Nature provides a free lunch, but only if we control our appetites.
~William Ruckelshaus, Business Week, 18 June 1990
When a man
throws an empty cigarette package from an automobile, he is liable to a
fine of $50. When a man throws a billboard across a view, he is richly
rewarded. ~Pat Brown, quoted in David Ogilvy, Ogilvy on Advertising,
1985
Because we don't think about future generations, they will never forget
us. ~Henrik Tikkanen
I'm not an
environmentalist. I'm an Earth warrior. ~Darryl Cherney, quoted in
Smithsonian, April 1990
I think the environment should be put in the category of our national
security. Defense of our resources is just as important as defense
abroad. Otherwise what is there to defend? ~Robert Redford, Yosemite
National Park dedication, 1985
Let us a
little permit Nature to take her own way; she better understands her own
affairs than we. ~Michel de Montaigne, translated
We never know the worth of water till the well is dry. ~Thomas Fuller,
Gnomologia, 1732
Your
grandchildren will likely find it incredible - or even sinful - that you
burned up a gallon of gasoline to fetch a pack of cigarettes! ~Paul
MacCready, Jr.
We do not inherit the earth from our ancestors, we borrow it from our
children. ~Native American Proverb
There are
no passengers on Spaceship Earth. We are all crew. ~Marshall McLuhan,
1964
Newspapers: dead trees with information smeared on them. ~Horizon,
"Electronic Frontier"
They kill
good trees to put out bad newspapers. ~James G. Watt, quoted in
Newsweek, 8 March 1982
I have no doubt that we will be successful in harnessing the sun's
energy.... If sunbeams were weapons of war, we would have had solar energy
centuries ago. ~Sir George Porter, quoted in The Observer, 26
August 1973
The use of
solar energy has not been opened up because the oil industry does not own
the sun. ~Ralph Nader, quoted in Linda Botts, ed., Loose Talk,
1980
We abuse land because we regard it as a commodity belonging to us.
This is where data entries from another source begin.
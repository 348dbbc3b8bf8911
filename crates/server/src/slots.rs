//! The four-slot table of mounted pad sources.
//!
//! Mounting subscribes to the source's report and error streams and pumps
//! them into the server actor's channels, tagged with the slot index so
//! per-slot FIFO ordering survives the trip. Unmounting aborts the pumps and
//! asks the source to stop.

use std::sync::Arc;

use padbridge_dsu_protocol::MAX_PADS;
use padbridge_pad_types::{DualShockMeta, NormalizedReport};
use tokio::sync::mpsc;
use tokio::task::JoinHandle;
use tracing::{debug, warn};

use crate::error::ServerError;
use crate::source::PadSource;

/// One report, tagged with the slot that produced it.
pub(crate) struct SlotReport {
    pub slot: usize,
    pub report: NormalizedReport,
}

struct MountedSource {
    source: Arc<dyn PadSource>,
    report_pump: JoinHandle<()>,
    error_pump: JoinHandle<()>,
}

pub(crate) struct SlotTable {
    slots: [Option<MountedSource>; MAX_PADS],
}

impl SlotTable {
    pub fn new() -> Self {
        Self {
            slots: [None, None, None, None],
        }
    }

    /// Mount `source` in the lowest free slot.
    ///
    /// Returns `Ok(None)` when all four slots are occupied or the handle is
    /// already mounted; `Err` when the source refuses to start streaming.
    pub async fn add(
        &mut self,
        source: Arc<dyn PadSource>,
        report_tx: mpsc::Sender<SlotReport>,
        error_tx: mpsc::Sender<ServerError>,
    ) -> Result<Option<usize>, ServerError> {
        if self
            .slots
            .iter()
            .flatten()
            .any(|mounted| Arc::ptr_eq(&mounted.source, &source))
        {
            warn!(source = source.name(), "source is already mounted");
            return Ok(None);
        }

        let Some(slot) = self.slots.iter().position(Option::is_none) else {
            debug!(source = source.name(), "all pad slots are occupied");
            return Ok(None);
        };

        let streams = source
            .start_streaming()
            .await
            .map_err(|e| ServerError::SourceStart(e.to_string()))?;

        let mut reports = streams.reports;
        let report_pump = tokio::spawn(async move {
            while let Some(report) = reports.recv().await {
                if report_tx.send(SlotReport { slot, report }).await.is_err() {
                    break;
                }
            }
        });

        let mut errors = streams.errors;
        let error_pump = tokio::spawn(async move {
            while let Some(error) = errors.recv().await {
                let forwarded = ServerError::Source {
                    slot,
                    message: error.to_string(),
                };
                if error_tx.send(forwarded).await.is_err() {
                    break;
                }
            }
        });

        debug!(source = source.name(), slot, "mounted pad source");
        self.slots[slot] = Some(MountedSource {
            source,
            report_pump,
            error_pump,
        });
        Ok(Some(slot))
    }

    /// Unmount the source in `slot`. Index 0 is as removable as any other;
    /// only indices past the table are rejected.
    pub async fn remove(&mut self, slot: usize) -> bool {
        let Some(mounted) = self.slots.get_mut(slot).and_then(Option::take) else {
            return false;
        };

        mounted.report_pump.abort();
        mounted.error_pump.abort();
        if let Err(error) = mounted.source.stop_streaming().await {
            warn!(source = mounted.source.name(), slot, %error, "source failed to stop cleanly");
        }
        debug!(slot, "unmounted pad source");
        true
    }

    /// Unmount everything.
    pub async fn clear(&mut self) {
        for slot in 0..MAX_PADS {
            self.remove(slot).await;
        }
    }

    /// Metadata for the source in `slot`, with `pad_id` forced to the slot
    /// index. `None` when the slot is empty or the source has no meta yet.
    pub fn meta_for(&self, slot: usize) -> Option<DualShockMeta> {
        let mounted = self.slots.get(slot)?.as_ref()?;
        Some(mounted.source.meta()?.with_pad_id(slot as u8))
    }

    pub fn occupied(&self) -> usize {
        self.slots.iter().flatten().count()
    }
}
When
we see land as a community to which we belong, we may begin to use it with
love and respect. ~Aldo Leopold, A Sand County Almanac
The earth
we abuse and the living things we kill will, in the end, take their
revenge; for in exploiting their presence we are diminishing our future.
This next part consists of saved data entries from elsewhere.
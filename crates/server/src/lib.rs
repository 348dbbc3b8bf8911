//! Cemuhook DSU UDP server.
//!
//! [`DsuServer`] owns a UDP socket, a four-slot table of mounted
//! [`PadSource`]s and a registry of subscribed clients. Inbound datagrams are
//! validated and dispatched to the version / port-info / pad-data handlers;
//! reports flowing in from mounted sources fan out as 100-byte pad-data
//! datagrams to every client whose subscription covers the emitting slot.
//!
//! All state lives inside a single actor task, so the registry and slot
//! table need no locks; the public handle talks to it over a command
//! channel. Reports from one slot reach clients in arrival order.
//!
//! Non-fatal problems (send failures, malformed datagrams, upstream source
//! errors) surface on the error stream returned by
//! [`DsuServer::take_error_stream`]; only a failed bind fails loudly.

#![deny(unsafe_op_in_unsafe_fn)]
#![deny(clippy::unwrap_used)]

pub mod config;
mod dispatch;
pub mod error;
pub mod registry;
pub mod server;
mod slots;
pub mod source;
pub mod synthetic;

pub use config::ServerConfig;
pub use error::ServerError;
pub use registry::ClientRegistry;
pub use server::{DsuServer, ServerStatus};
pub use source::{PadSource, PadStreams};
pub use synthetic::SyntheticSource;
//! Server lifecycle: the public [`DsuServer`] handle and the actor task
//! behind it.
//!
//! The actor owns every piece of mutable state (socket, slot table, client
//! registry) and serializes all mutations, so a report arriving while a
//! datagram is being dispatched never races it. The handle is cheap to
//! clone-free: one command channel, replies over oneshots.

use std::net::SocketAddr;
use std::sync::Arc;
use std::time::Instant;

use tokio::net::UdpSocket;
use tokio::sync::{mpsc, oneshot};
use tokio::task::JoinHandle;
use tracing::{debug, info, warn};

use crate::config::ServerConfig;
use crate::dispatch::Dispatcher;
use crate::error::ServerError;
use crate::registry::ClientRegistry;
use crate::slots::{SlotReport, SlotTable};
use crate::source::PadSource;

/// Largest inbound datagram worth reading; real DSU requests are ≤ 28 bytes.
const MAX_DATAGRAM_LEN: usize = 1024;

const COMMAND_BUFFER: usize = 16;
const REPORT_BUFFER: usize = 256;
const ERROR_BUFFER: usize = 64;

/// A point-in-time view of the server, for status lines and tests.
#[derive(Debug, Clone, Copy, PartialEq, Eq)]
pub struct ServerStatus {
    /// Bound address while running, `None` while stopped.
    pub local_addr: Option<SocketAddr>,
    pub client_count: usize,
    pub occupied_slots: usize,
}

enum Command {
    Start {
        addr: SocketAddr,
        reply: oneshot::Sender<Result<SocketAddr, ServerError>>,
    },
    Stop {
        reply: oneshot::Sender<()>,
    },
    AddSource {
        source: Arc<dyn PadSource>,
        reply: oneshot::Sender<Result<bool, ServerError>>,
    },
    RemoveSource {
        slot: Option<usize>,
        reply: oneshot::Sender<bool>,
    },
    ClearClients {
        reply: oneshot::Sender<()>,
    },
    Status {
        reply: oneshot::Sender<ServerStatus>,
    },
}

/// The Cemuhook DSU UDP server.
///
/// Dropping the handle shuts the actor down: the socket closes, mounted
/// sources are stopped and pending sends are abandoned.
pub struct DsuServer {
    server_id: u32,
    config: ServerConfig,
    cmd_tx: mpsc::Sender<Command>,
    error_rx: Option<mpsc::Receiver<ServerError>>,
}

impl DsuServer {
    pub fn new(config: ServerConfig) -> Self {
        // One id per server instance, stable across start/stop cycles so
        // subscribed clients survive a bounce without resubscribing.
        let server_id: u32 = rand::random();

        let (cmd_tx, cmd_rx) = mpsc::channel(COMMAND_BUFFER);
        let (report_tx, report_rx) = mpsc::channel(REPORT_BUFFER);
        let (datagram_tx, datagram_rx) = mpsc::channel(REPORT_BUFFER);
        let (error_tx, error_rx) = mpsc::channel(ERROR_BUFFER);

        let actor = Actor {
            dispatcher: Dispatcher::new(
                server_id,
                ClientRegistry::new(config.client_timeout),
            ),
            slots: SlotTable::new(),
            cmd_rx,
            report_rx,
            report_tx,
            datagram_rx,
            datagram_tx,
            error_tx,
            socket: None,
            recv_task: None,
        };
        tokio::spawn(actor.run());

        Self {
            server_id,
            config,
            cmd_tx,
            error_rx: Some(error_rx),
        }
    }

    /// The random id stamped into every outbound header.
    pub fn server_id(&self) -> u32 {
        self.server_id
    }

    pub fn config(&self) -> &ServerConfig {
        &self.config
    }

    /// The stream of non-fatal server errors. Yields once; the stream has a
    /// single consumer. Errors that nobody listens to are dropped.
    pub fn take_error_stream(&mut self) -> Option<mpsc::Receiver<ServerError>> {
        self.error_rx.take()
    }

    /// Bind and start serving on the configured address, stopping any
    /// previous socket first. Returns the bound address.
    pub async fn start(&self) -> Result<SocketAddr, ServerError> {
        self.start_on(self.config.socket_addr()).await
    }

    /// Bind and start serving on an explicit address.
    pub async fn start_on(&self, addr: SocketAddr) -> Result<SocketAddr, ServerError> {
        let (reply, rx) = oneshot::channel();
        self.send(Command::Start { addr, reply }).await?;
        rx.await.map_err(|_| ServerError::Closed)?
    }

    /// Unbind the socket. Idempotent; subscriptions and slots survive.
    pub async fn stop(&self) -> Result<(), ServerError> {
        let (reply, rx) = oneshot::channel();
        self.send(Command::Stop { reply }).await?;
        rx.await.map_err(|_| ServerError::Closed)
    }

    /// Mount a source in the lowest free slot. `Ok(false)` means all four
    /// slots were occupied (or the handle was already mounted).
    pub async fn add_source(&self, source: Arc<dyn PadSource>) -> Result<bool, ServerError> {
        let (reply, rx) = oneshot::channel();
        self.send(Command::AddSource { source, reply }).await?;
        rx.await.map_err(|_| ServerError::Closed)?
    }

    /// Unmount the source in `slot` (0..=3). Returns whether a source was
    /// actually mounted there.
    pub async fn remove_source(&self, slot: usize) -> Result<bool, ServerError> {
        let (reply, rx) = oneshot::channel();
        self.send(Command::RemoveSource {
            slot: Some(slot),
            reply,
        })
        .await?;
        rx.await.map_err(|_| ServerError::Closed)
    }

    /// Unmount every source.
    pub async fn remove_all_sources(&self) -> Result<(), ServerError> {
        let (reply, rx) = oneshot::channel();
        self.send(Command::RemoveSource { slot: None, reply }).await?;
        rx.await.map_err(|_| ServerError::Closed)?;
        Ok(())
    }

    /// Flush the client subscription table.
    pub async fn clear_clients(&self) -> Result<(), ServerError> {
        let (reply, rx) = oneshot::channel();
        self.send(Command::ClearClients { reply }).await?;
        rx.await.map_err(|_| ServerError::Closed)
    }

    pub async fn status(&self) -> Result<ServerStatus, ServerError> {
        let (reply, rx) = oneshot::channel();
        self.send(Command::Status { reply }).await?;
        rx.await.map_err(|_| ServerError::Closed)
    }

    async fn send(&self, command: Command) -> Result<(), ServerError> {
        self.cmd_tx
            .send(command)
            .await
            .map_err(|_| ServerError::Closed)
    }
}

struct Actor {
    dispatcher: Dispatcher,
    slots: SlotTable,
    cmd_rx: mpsc::Receiver<Command>,
    report_rx: mpsc::Receiver<SlotReport>,
    report_tx: mpsc::Sender<SlotReport>,
    datagram_rx: mpsc::Receiver<(Vec<u8>, SocketAddr)>,
    datagram_tx: mpsc::Sender<(Vec<u8>, SocketAddr)>,
    error_tx: mpsc::Sender<ServerError>,
    socket: Option<Arc<UdpSocket>>,
    recv_task: Option<JoinHandle<()>>,
}

impl Actor {
    async fn run(mut self) {
        loop {
            tokio::select! {
                maybe_command = self.cmd_rx.recv() => {
                    match maybe_command {
                        Some(command) => self.handle_command(command).await,
                        // Every handle dropped: shut down.
                        None => break,
                    }
                }
                Some((datagram, peer)) = self.datagram_rx.recv() => {
                    self.on_datagram(&datagram, peer).await;
                }
                Some(slot_report) = self.report_rx.recv() => {
                    self.on_report(slot_report).await;
                }
            }
        }

        self.stop_socket();
        self.slots.clear().await;
        debug!("server actor stopped");
    }

    async fn handle_command(&mut self, command: Command) {
        match command {
            Command::Start { addr, reply } => {
                let _ = reply.send(self.start_socket(addr).await);
            }
            Command::Stop { reply } => {
                self.stop_socket();
                let _ = reply.send(());
            }
            Command::AddSource { source, reply } => {
                let result = self
                    .slots
                    .add(source, self.report_tx.clone(), self.error_tx.clone())
                    .await
                    .map(|slot| slot.is_some());
                let _ = reply.send(result);
            }
            Command::RemoveSource { slot, reply } => {
                let removed = match slot {
                    Some(slot) => self.slots.remove(slot).await,
                    None => {
                        self.slots.clear().await;
                        true
                    }
                };
                let _ = reply.send(removed);
            }
            Command::ClearClients { reply } => {
                self.dispatcher.registry_mut().clear();
                let _ = reply.send(());
            }
            Command::Status { reply } => {
                let _ = reply.send(ServerStatus {
                    local_addr: self
                        .socket
                        .as_ref()
                        .and_then(|socket| socket.local_addr().ok()),
                    client_count: self.dispatcher.client_count(),
                    occupied_slots: self.slots.occupied(),
                });
            }
        }
    }

    async fn start_socket(&mut self, addr: SocketAddr) -> Result<SocketAddr, ServerError> {
        self.stop_socket();

        let socket = UdpSocket::bind(addr)
            .await
            .map_err(|source| ServerError::Bind { addr, source })?;
        let local_addr = socket
            .local_addr()
            .map_err(|source| ServerError::Bind { addr, source })?;

        let socket = Arc::new(socket);
        let recv_socket = Arc::clone(&socket);
        let datagram_tx = self.datagram_tx.clone();
        let error_tx = self.error_tx.clone();

        self.recv_task = Some(tokio::spawn(async move {
            let mut buf = vec![0u8; MAX_DATAGRAM_LEN];
            loop {
                match recv_socket.recv_from(&mut buf).await {
                    Ok((len, peer)) => {
                        if datagram_tx.send((buf[..len].to_vec(), peer)).await.is_err() {
                            break;
                        }
                    }
                    // UDP receive errors are transient (e.g. ICMP port
                    // unreachable surfacing); report and keep listening.
                    Err(error) => {
                        let _ = error_tx.try_send(ServerError::Receive(error));
                    }
                }
            }
        }));

        self.socket = Some(socket);
        info!(%local_addr, "DSU server listening");
        Ok(local_addr)
    }

    fn stop_socket(&mut self) {
        if let Some(task) = self.recv_task.take() {
            task.abort();
        }
        if self.socket.take().is_some() {
            info!("DSU server stopped listening");
        }
    }

    async fn on_datagram(&mut self, datagram: &[u8], peer: SocketAddr) {
        let now = Instant::now();
        match self
            .dispatcher
            .handle_datagram(datagram, peer, &self.slots, now)
        {
            Ok(responses) => {
                for response in responses {
                    self.send_to(peer, &response).await;
                }
            }
            Err(error) => {
                debug!(%peer, %error, "dropping malformed datagram");
                self.emit_error(ServerError::Malformed {
                    peer,
                    source: error,
                });
            }
        }
    }

    async fn on_report(&mut self, slot_report: SlotReport) {
        if self.socket.is_none() {
            return;
        }
        let sends = self.dispatcher.handle_report(
            slot_report.slot,
            &self.slots,
            &slot_report.report,
            Instant::now(),
        );
        for (target, datagram) in sends {
            self.send_to(target, &datagram).await;
        }
    }

    async fn send_to(&mut self, peer: SocketAddr, datagram: &[u8]) {
        let Some(socket) = self.socket.as_ref() else {
            // Stopped between dispatch and send; drop silently.
            return;
        };
        match socket.send_to(datagram, peer).await {
            Ok(written) if written == datagram.len() => {}
            Ok(written) => {
                warn!(%peer, written, expected = datagram.len(), "short send");
                self.emit_error(ServerError::ShortSend {
                    peer,
                    written,
                    expected: datagram.len(),
                });
            }
            Err(source) => {
                warn!(%peer, %source, "send failed");
                self.emit_error(ServerError::Send { peer, source });
            }
        }
    }

    fn emit_error(&self, error: ServerError) {
        // A full or unclaimed error stream never blocks the serve loop.
        if let Err(error) = self.error_tx.try_send(error) {
            debug!(%error, "error stream saturated, dropping event");
        }
    }
}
~Marya Mannes, More in Anger, 1958
The packaging for a microwavable "microwave" dinner is programmed for a
shelf life of maybe six months, a cook time of two minutes and a landfill
dead-time of centuries. ~David Wann, Buzzworm, November 1990
So bleak
is the picture... that the bulldozer and not the atomic bomb may turn out
to be the most destructive invention of the 20th century. ~Philip
Shabecoff, New York Times Magazine, 4 June 1978
Economic advance is not the same thing as human progress. ~John Clapham,
A Concise Economic History of Britain, 1957
And Man
created the plastic bag and the tin and aluminum can and the cellophane
wrapper and the paper plate, and this was good because Man could then take
his automobile and buy all his food in one place and He could save that
which was good to eat in the refrigerator and throw away that which had no
further use. And soon the earth was covered with plastic bags and
aluminum cans and paper plates and disposable bottles and there was
nowhere to sit down or walk, and Man shook his head and cried: "Look at
this Godawful mess." ~Art Buchwald, 1970
The problem is no longer that with every pair of hands that comes into the
world there comes a hungry stomach. Rather it is that, attached to those
hands are sharp elbows. ~Paul A. Samuelson, Newsweek, 12 June 1967
Suburbia
is where the developer bulldozes out the trees, then names the streets
after them. ~Bill Vaughn
For 200 years we've been conquering Nature. Now we're beating it to
death. ~Tom McMillan, quoted in Francesca Lyman, The Greenhouse Trap,
1990
If
civilization has risen from the Stone Age, it can rise again from the
Wastepaper Age. ~Jacques Barzun, The House of Intellect, 1959
I would feel more optimistic about a bright future for man if he spent
less time proving that he can outwit Nature and more time tasting her
sweetness and respecting her seniority. ~Elwyn Brooks White, Essays of
E.B. White, 1977
The
insufferable arrogance of human beings to think that Nature was made
solely for their benefit, as if it was conceivable that the sun had been
set afire merely to ripen men's apples and head their cabbages. ~Savinien
de Cyrano de Bergerac, États et empires de la lune, 1656
Such is the audacity of man, that he hath learned to counterfeit Nature,
yea, and is so bold as to challenge her in her work. ~Pliny the Elder,
The Natural History, translated by Philemon Holland
Oh
Beautiful for smoggy skies, insecticided grain,
For strip-mined mountain's majesty above the asphalt plain.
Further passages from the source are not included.